If a kid is dicking about, not doing as they've been told, actively making it difficult for adults because they're not getting their own way, then yes, they're being a brat. Hearing the truth every now and again about how their behaviour affects and annoys others won't hurt them; if anything, it will do them a favour in the long run.

Moier · 24/12/2024 15:21

No l wouldn't like it.
Most kids hate visiting.
I'd have said something and left with him.
Brat is an horrid word.

Tetchypants · 24/12/2024 15:21

Sunflower2478 · 24/12/2024 14:56

No not really, he gets told if he’s in the wrong and hence is generally a very well behaved kid as a result. Hence why I thought this morning was unnecessary.

Well he did get told he was in the wrong, did he stop being irritating and settle down after that?

Incredibly rude to be overtly wishing to leave someone’s house, especially if those people have put effort in to his Christmas.

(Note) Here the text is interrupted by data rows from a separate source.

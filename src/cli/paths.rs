//! Path resolution for store discovery

use std::env;
use std::path::{Path, PathBuf};

/// Base directory for store discovery: `--root` or the current directory
pub fn resolve_root_path(root: Option<PathBuf>) -> PathBuf {
    root.unwrap_or_else(|| env::current_dir().unwrap_or_else(|_| PathBuf::from(".")))
}

/// Resolve a possibly relative `--store` path against the root
pub fn resolve_store_path(root: &Path, store: &Path) -> PathBuf {
    if store.is_absolute() {
        store.to_path_buf()
    } else {
        root.join(store)
    }
}
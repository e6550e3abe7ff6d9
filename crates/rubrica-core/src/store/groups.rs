//! Groups and their students

use chrono::Utc;
use serde::{Deserialize, Serialize};

use super::Store;
use crate::access::{check_course_access, check_grading_access};
use crate::accounts::validate_email;
use crate::config::AccountsConfig;
use crate::db::roster;
use crate::error::{RubricaError, Result};
use crate::id::{self, IdKind};
use crate::roster::{Course, Group, NewStudent, Student, Teacher};

/// Input for group creation; the acting teacher owns the group
#[derive(Debug, Clone, Default, Serialize, Deserialize)]
pub struct NewGroup {
    #[serde(alias = "curso")]
    pub course_id: String,
    #[serde(alias = "nombre")]
    pub name: String,
    #[serde(default, alias = "estudiantes")]
    pub students: Vec<NewStudent>,
}

/// Result of enrolling students
#[derive(Debug, Clone, Serialize)]
pub struct EnrolmentChange {
    pub group: Group,
    pub added: Vec<String>,
    pub already_present: Vec<String>,
}

/// Fields of a student to change; `None` keeps the current value
#[derive(Debug, Clone, Default, Serialize, Deserialize)]
pub struct StudentUpdate {
    #[serde(default, alias = "nombre")]
    pub name: Option<String>,
    #[serde(default, alias = "correo")]
    pub email: Option<String>,
}

/// Trim and validate a student entry
fn normalize_student(student: &NewStudent) -> Result<NewStudent> {
    let name = student.name.trim();
    if name.is_empty() {
        return Err(RubricaError::missing_field("student name"));
    }
    // Students are not bound to the institutional domain
    let email = validate_email(&student.email, &AccountsConfig::default())?;
    Ok(NewStudent {
        name: name.to_string(),
        email,
    })
}

impl Store {
    pub(crate) fn load_group(&self, group_id: &str) -> Result<Group> {
        roster::get_group(self.db.conn(), group_id)?
            .ok_or_else(|| RubricaError::not_found("group", group_id))
    }

    /// Group and course after checking that `actor` may grade the group
    pub(crate) fn load_group_for_grading(&self, actor: &Teacher, group_id: &str) -> Result<(Course, Group)> {
        let group = self.load_group(group_id)?;
        let course = self.load_course(&group.course_id)?;
        check_grading_access(&course, &group, &actor.id)?;
        Ok((course, group))
    }

    #[tracing::instrument(skip(self, actor, input), fields(actor = %actor.id))]
    pub fn create_group(&self, actor: &Teacher, input: NewGroup) -> Result<Group> {
        let name = input.name.trim().to_string();
        if name.is_empty() {
            return Err(RubricaError::missing_field("name"));
        }
        let course = self.load_course(input.course_id.trim())?;
        check_course_access(&course, &actor.id)?;

        let mut students: Vec<NewStudent> = Vec::with_capacity(input.students.len());
        for student in &input.students {
            let student = normalize_student(student)?;
            if students.iter().any(|s| s.email == student.email) {
                return Err(RubricaError::already_exists("student", &student.email));
            }
            students.push(student);
        }

        let group_id = id::generate(IdKind::Group);
        self.db.immediate("create group", |tx| {
            if roster::group_name_taken(tx, &course.id, &name, None)? {
                return Err(RubricaError::already_exists("group", &name));
            }
            roster::insert_group(tx, &group_id, &course.id, &name, &actor.id, Utc::now())?;
            for student in &students {
                roster::insert_student(tx, &group_id, student)?;
            }
            Ok(())
        })?;

        tracing::info!(group_id = %group_id, students = students.len(), "group_created");
        self.load_group(&group_id)
    }

    /// Any member of the owning course may read a group
    pub fn get_group(&self, actor: &Teacher, group_id: &str) -> Result<Group> {
        let group = self.load_group(group_id)?;
        let course = self.load_course(&group.course_id)?;
        check_course_access(&course, &actor.id)?;
        Ok(group)
    }

    /// Groups of a course, optionally only the ones the actor created
    pub fn list_groups(&self, actor: &Teacher, course_id: &str, only_mine: bool) -> Result<Vec<Group>> {
        let course = self.load_course(course_id)?;
        check_course_access(&course, &actor.id)?;
        roster::groups_of_course(
            self.db.conn(),
            course_id,
            only_mine.then_some(actor.id.as_str()),
        )
    }

    /// Enrol students; refuses when every one of them is already enrolled
    pub fn add_students(
        &self,
        actor: &Teacher,
        group_id: &str,
        students: &[NewStudent],
    ) -> Result<EnrolmentChange> {
        self.load_group_for_grading(actor, group_id)?;

        let normalized = students
            .iter()
            .map(normalize_student)
            .collect::<Result<Vec<_>>>()?;

        let (added, already_present) = self.db.immediate("add students", |tx| {
            let mut added: Vec<String> = Vec::new();
            let mut already_present = Vec::new();
            for student in &normalized {
                if roster::student_exists(tx, group_id, &student.email)?
                    || added.contains(&student.email)
                {
                    already_present.push(student.email.clone());
                } else {
                    roster::insert_student(tx, group_id, student)?;
                    added.push(student.email.clone());
                }
            }
            if added.is_empty() {
                return Err(RubricaError::already_exists(
                    "students",
                    already_present.join(", "),
                ));
            }
            Ok((added, already_present))
        })?;

        Ok(EnrolmentChange {
            group: self.load_group(group_id)?,
            added,
            already_present,
        })
    }

    /// Change a student's name or email; recorded grades follow the email
    pub fn update_student(
        &self,
        actor: &Teacher,
        group_id: &str,
        email: &str,
        update: StudentUpdate,
    ) -> Result<Student> {
        self.load_group_for_grading(actor, group_id)?;
        let email = email.trim().to_lowercase();

        let new_email = self.db.immediate("update student", |tx| {
            let current = roster::get_student(tx, group_id, &email)?
                .ok_or_else(|| RubricaError::not_found("student", &email))?;

            let next = normalize_student(&NewStudent {
                name: update.name.clone().unwrap_or(current.name),
                email: update.email.clone().unwrap_or(current.email),
            })?;

            if next.email != email && roster::student_exists(tx, group_id, &next.email)? {
                return Err(RubricaError::already_exists("student", &next.email));
            }
            roster::update_student(tx, group_id, &email, &next.name, &next.email)?;
            Ok(next.email)
        })?;

        roster::get_student(self.db.conn(), group_id, &new_email)?
            .ok_or_else(|| RubricaError::not_found("student", new_email))
    }

    /// Remove a student together with their grades
    pub fn remove_student(&self, actor: &Teacher, group_id: &str, email: &str) -> Result<Group> {
        self.load_group_for_grading(actor, group_id)?;
        let email = email.trim().to_lowercase();

        if !roster::delete_student(self.db.conn(), group_id, &email)? {
            return Err(RubricaError::not_found("student", email));
        }
        self.load_group(group_id)
    }

    pub fn rename_group(&self, actor: &Teacher, group_id: &str, name: &str) -> Result<Group> {
        let (course, group) = self.load_group_for_grading(actor, group_id)?;
        let name = name.trim();
        if name.is_empty() {
            return Err(RubricaError::missing_field("name"));
        }

        self.db.immediate("rename group", |tx| {
            if roster::group_name_taken(tx, &course.id, name, Some(&group.id))? {
                return Err(RubricaError::already_exists("group", name));
            }
            roster::rename_group(tx, &group.id, name)
        })?;
        self.load_group(group_id)
    }

    /// Delete a group with its students, notas and grades
    #[tracing::instrument(skip(self, actor), fields(actor = %actor.id))]
    pub fn delete_group(&self, actor: &Teacher, group_id: &str) -> Result<()> {
        let (_, group) = self.load_group_for_grading(actor, group_id)?;
        roster::delete_group(self.db.conn(), group_id)?;
        tracing::info!(
            group_id,
            students = group.students.len(),
            notas = group.notas.len(),
            "group_deleted"
        );
        Ok(())
    }
}
//! Nota and calificacion rows

use rusqlite::{params, Connection, OptionalExtension, Row};

use super::{parse_json, parse_timestamp};
use crate::error::Result;
use crate::roster::{Calificacion, Nota};

fn nota_from_row(row: &Row<'_>) -> rusqlite::Result<Nota> {
    let date: String = row.get(2)?;
    Ok(Nota {
        number: row.get(0)?,
        rubric_id: row.get(1)?,
        date: chrono::NaiveDate::parse_from_str(&date, "%Y-%m-%d").map_err(|e| {
            rusqlite::Error::FromSqlConversionFailure(2, rusqlite::types::Type::Text, Box::new(e))
        })?,
        percentage: row.get(3)?,
    })
}

pub fn insert(conn: &Connection, group_id: &str, nota: &Nota) -> Result<()> {
    conn.execute(
        "INSERT INTO notas (group_id, number, rubric_id, date, percentage)
         VALUES (?1, ?2, ?3, ?4, ?5)",
        params![
            group_id,
            nota.number,
            nota.rubric_id,
            nota.date.format("%Y-%m-%d").to_string(),
            nota.percentage
        ],
    )?;
    Ok(())
}

pub fn list(conn: &Connection, group_id: &str) -> Result<Vec<Nota>> {
    let mut stmt = conn.prepare(
        "SELECT number, rubric_id, date, percentage FROM notas WHERE group_id = ?1 ORDER BY number",
    )?;
    let rows = stmt.query_map([group_id], nota_from_row)?;
    Ok(rows.collect::<rusqlite::Result<Vec<_>>>()?)
}

pub fn get(conn: &Connection, group_id: &str, number: u32) -> Result<Option<Nota>> {
    let nota = conn
        .query_row(
            "SELECT number, rubric_id, date, percentage FROM notas WHERE group_id = ?1 AND number = ?2",
            params![group_id, number],
            nota_from_row,
        )
        .optional()?;
    Ok(nota)
}

/// Nota of the group backed by `rubric_id`, if any
pub fn by_rubric(conn: &Connection, group_id: &str, rubric_id: &str) -> Result<Option<Nota>> {
    let nota = conn
        .query_row(
            "SELECT number, rubric_id, date, percentage FROM notas WHERE group_id = ?1 AND rubric_id = ?2",
            params![group_id, rubric_id],
            nota_from_row,
        )
        .optional()?;
    Ok(nota)
}

pub fn set_percentage(conn: &Connection, group_id: &str, number: u32, percentage: f64) -> Result<()> {
    conn.execute(
        "UPDATE notas SET percentage = ?3 WHERE group_id = ?1 AND number = ?2",
        params![group_id, number, percentage],
    )?;
    Ok(())
}

pub fn delete(conn: &Connection, group_id: &str, number: u32) -> Result<bool> {
    let removed = conn.execute(
        "DELETE FROM notas WHERE group_id = ?1 AND number = ?2",
        params![group_id, number],
    )?;
    Ok(removed > 0)
}

/// Sum of the group's nota percentages, optionally leaving one nota out
pub fn total_percentage(conn: &Connection, group_id: &str, except: Option<u32>) -> Result<f64> {
    let total: f64 = conn.query_row(
        "SELECT COALESCE(SUM(percentage), 0) FROM notas WHERE group_id = ?1 AND number IS NOT ?2",
        params![group_id, except],
        |r| r.get(0),
    )?;
    Ok(total)
}

// Calificaciones

fn calificacion_from_row(row: &Row<'_>) -> rusqlite::Result<Calificacion> {
    let recorded: String = row.get(2)?;
    let topics_json: String = row.get(5)?;
    Ok(Calificacion {
        rubric_id: row.get(0)?,
        nota_number: row.get(1)?,
        recorded: parse_timestamp(&recorded)?,
        raw_score: row.get(3)?,
        final_score: row.get(4)?,
        topics: parse_json(&topics_json)?,
        remarks: row.get(6)?,
    })
}

const CALIFICACION_COLUMNS: &str =
    "rubric_id, nota_number, recorded, raw_score, final_score, topics_json, remarks";

/// Insert or fully replace the student's grade for the calificacion's rubric
pub fn upsert_calificacion(
    conn: &Connection,
    group_id: &str,
    student_email: &str,
    calificacion: &Calificacion,
) -> Result<()> {
    conn.execute(
        "INSERT INTO calificaciones
             (group_id, student_email, rubric_id, nota_number, recorded,
              raw_score, final_score, topics_json, remarks)
         VALUES (?1, ?2, ?3, ?4, ?5, ?6, ?7, ?8, ?9)
         ON CONFLICT (group_id, student_email, rubric_id) DO UPDATE SET
             nota_number = excluded.nota_number,
             recorded = excluded.recorded,
             raw_score = excluded.raw_score,
             final_score = excluded.final_score,
             topics_json = excluded.topics_json,
             remarks = excluded.remarks",
        params![
            group_id,
            student_email,
            calificacion.rubric_id,
            calificacion.nota_number,
            calificacion.recorded.to_rfc3339(),
            calificacion.raw_score,
            calificacion.final_score,
            serde_json::to_string(&calificacion.topics)?,
            calificacion.remarks,
        ],
    )?;
    Ok(())
}

pub fn calificaciones_of_student(
    conn: &Connection,
    group_id: &str,
    student_email: &str,
) -> Result<Vec<Calificacion>> {
    let mut stmt = conn.prepare(&format!(
        "SELECT {} FROM calificaciones WHERE group_id = ?1 AND student_email = ?2
         ORDER BY nota_number, recorded",
        CALIFICACION_COLUMNS
    ))?;
    let rows = stmt.query_map(params![group_id, student_email], calificacion_from_row)?;
    Ok(rows.collect::<rusqlite::Result<Vec<_>>>()?)
}

pub fn get_calificacion(
    conn: &Connection,
    group_id: &str,
    student_email: &str,
    rubric_id: &str,
) -> Result<Option<Calificacion>> {
    let found = conn
        .query_row(
            &format!(
                "SELECT {} FROM calificaciones
                 WHERE group_id = ?1 AND student_email = ?2 AND rubric_id = ?3",
                CALIFICACION_COLUMNS
            ),
            params![group_id, student_email, rubric_id],
            calificacion_from_row,
        )
        .optional()?;
    Ok(found)
}

/// (student email, grade) for every grade recorded against `rubric_id` in the group
pub fn calificaciones_for_rubric(
    conn: &Connection,
    group_id: &str,
    rubric_id: &str,
) -> Result<Vec<(String, Calificacion)>> {
    let mut stmt = conn.prepare(&format!(
        "SELECT {}, student_email FROM calificaciones
         WHERE group_id = ?1 AND rubric_id = ?2 ORDER BY student_email",
        CALIFICACION_COLUMNS
    ))?;
    let rows = stmt.query_map(params![group_id, rubric_id], |row| {
        Ok((row.get::<_, String>(7)?, calificacion_from_row(row)?))
    })?;
    Ok(rows.collect::<rusqlite::Result<Vec<_>>>()?)
}

pub fn set_final_score(
    conn: &Connection,
    group_id: &str,
    student_email: &str,
    rubric_id: &str,
    raw_score: f64,
    final_score: f64,
) -> Result<()> {
    conn.execute(
        "UPDATE calificaciones SET raw_score = ?4, final_score = ?5
         WHERE group_id = ?1 AND student_email = ?2 AND rubric_id = ?3",
        params![group_id, student_email, rubric_id, raw_score, final_score],
    )?;
    Ok(())
}

/// Remove every grade recorded against `rubric_id` in the group.
///
/// Returns the emails of the students that lost a grade.
pub fn delete_calificaciones_for_rubric(
    conn: &Connection,
    group_id: &str,
    rubric_id: &str,
) -> Result<Vec<String>> {
    let mut stmt = conn.prepare(
        "DELETE FROM calificaciones WHERE group_id = ?1 AND rubric_id = ?2 RETURNING student_email",
    )?;
    let rows = stmt.query_map(params![group_id, rubric_id], |r| r.get(0))?;
    Ok(rows.collect::<rusqlite::Result<Vec<String>>>()?)
}

pub fn delete_calificacion(
    conn: &Connection,
    group_id: &str,
    student_email: &str,
    rubric_id: &str,
) -> Result<bool> {
    let removed = conn.execute(
        "DELETE FROM calificaciones WHERE group_id = ?1 AND student_email = ?2 AND rubric_id = ?3",
        params![group_id, student_email, rubric_id],
    )?;
    Ok(removed > 0)
}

Rososos · 24/12/2024 15:21

RitaIncognita · 24/12/2024 15:16

I don't like the use of the word "brat," but I think that children do need to learn that part of the social contract is to be polite, especially when they are in other people's homes. I would have no problem with a family member commenting to my child that they were rude. It really should take a village, but so many parents these days think that they are the only ones who should correct a child.

Completely agree.

You’re right but unfortunately some don’t understand the meaning of “it takes a village” nowadays unless they’re looking for free childcare or presents for their kids.

StormingNorman · 24/12/2024 15:22

Was he being a brat? Other people usually only say something when the parent hasn’t…

trivialMorning · 24/12/2024 15:23

Is brat really bad in your view?

Saying stop behaving like brat/dick/being difficult/difficult/irritating - doesn't seem so bad to me - but there are ways of phrasing - at someone else house it wold probably be a polite could you stop (or if possible moving away) - were they clumsy with the phrasing - or is this a how dare anyone tell my child off thing?

Rososos · 24/12/2024 15:23

Moier · 24/12/2024 15:21

No l wouldn't like it.
Most kids hate visiting.
I'd have said something and left with him.
Brat is an horrid word.

My godchildren now aged 6-15 have never behaved like that in my house.

Whether they hate visiting or not they at least keep it to themselves or tell their mum after they leave mine - because they’re not rude.

FoxLoxInSox · 24/12/2024 15:26

When a child is behaving brattishly (whinging, whining, pestering, petulance) in my company then I have nil issue with telling them to stop being a brat.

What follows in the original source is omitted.